Manage episode 275195930 series 2469176
Dr. Amanda K. Gibson an Assistant Professor of Biology at the University of Virginia. Dr. Gibson joins the show to dissect the relationship between parasitism and evolution. In this episode you’ll learn:
- About the complex multi-organism environments parasites live in
- About the Pros and Cons of asexual reproduction in parasites
- About the evolutionary change back and forth between parasites and mutualists
Dr. Gibson’s lab focuses on the genetic change driven by parasitism on both the parasites and hosts. This evolutionary relationship is challenging to unravel given the complex biotic interactions a parasitic organism encounters. As an example, parasites in humans need to successfully compete with the both the thousands of human microbiome bacteria and viruses as well as the human immune system.
First, Dr. Gibson asked the question how do parasites reproduce, and then linked this idea to the evolution of parasites over time. If fit parasites or hosts were genetically well equipped to produce progeny why would they not reproduce asexually transferring that fitness to their progeny? Why would either engage in sexual reproduction which would change the genetic makeup of their offspring?

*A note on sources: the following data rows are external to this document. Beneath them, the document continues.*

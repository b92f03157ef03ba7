//! Per-member working state during one deliberation.

use crate::core::error::DomainError;
use crate::council::participant::Participant;

/// One member's slot on the discussion board.
///
/// Holds the consensus statement as this member last saw (and rewrote) it,
/// plus the votes that snapshot collected during the elite phase. Entries
/// live for a single deliberation and are discarded after the final
/// selection.
#[derive(Debug, Clone)]
pub struct DiscussionEntry {
    /// The member this slot belongs to
    pub participant: Participant,
    /// The member's most recently recorded consensus snapshot
    pub statement: String,
    /// Elite votes collected for that snapshot
    pub votes: u32,
}

impl DiscussionEntry {
    /// Open a slot for `participant`, seeded with the original prompt.
    ///
    /// Seeding with the prompt (rather than an empty string) means a
    /// deliberation whose budget expires before any member speaks still
    /// votes on something meaningful.
    pub fn new(participant: Participant, prompt: impl Into<String>) -> Self {
        Self {
            participant,
            statement: prompt.into(),
            votes: 0,
        }
    }

    /// Record the member's turn: the statement they produced becomes their
    /// visible snapshot.
    pub fn record_statement(&mut self, statement: impl Into<String>) {
        self.statement = statement.into();
    }

    /// Count one approving elite vote.
    pub fn record_vote(&mut self) {
        self.votes += 1;
    }

    /// Pick the winning entry: strictly greatest vote tally, first entry
    /// wins ties (later entries with equal votes never displace an earlier
    /// one).
    pub fn winner(entries: &[DiscussionEntry]) -> Result<&DiscussionEntry, DomainError> {
        entries
            .iter()
            .reduce(|best, entry| if entry.votes > best.votes { entry } else { best })
            .ok_or(DomainError::NoCandidates)
    }
}
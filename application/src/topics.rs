//! Council topic names
//!
//! Every event the service publishes or consumes travels over one of
//! these topics. Adapters receive the full list via [`all`] so they can
//! create missing topics during `connect`.

/// Inbound prompt submissions.
pub const QUEUE: &str = "council.queue";

/// Lifecycle notifications, one per status transition.
pub const STATUS_CHANGED: &str = "council.statusChanged";

/// Final answers, published once per processed prompt.
pub const SAVED: &str = "council.saved";

/// Every topic the service uses.
pub fn all() -> [&'static str; 3] {
    [QUEUE, STATUS_CHANGED, SAVED]
}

Explaining this paradox Dr. Gibson highlights the fact that greater genetic diversity in parasites yields a higher likelihood that some of the parasites are able to infect the hosts available, whereas for the host genetic diversity means a higher chance of being resistant to new versions of parasites. Parasites reproduction may be affected in the opposite way as well, with monoculture crops perhaps encouraging asexual reproduction among parasites.
Supporting this idea Dr. Gibson points out that more monoculture crop fields tend to be destroyed by parasites than fields with multiple genotypes. This effect could be seen with as little as two different genetic backgrounds. Finally, Dr. Gibson extends her research to humans explaining a tantalizing yet poorly studied theory that humans might be drawn to mate with people who have different major histocompatibility complexes than themselves in order to give their children a broader defense against potential parasites.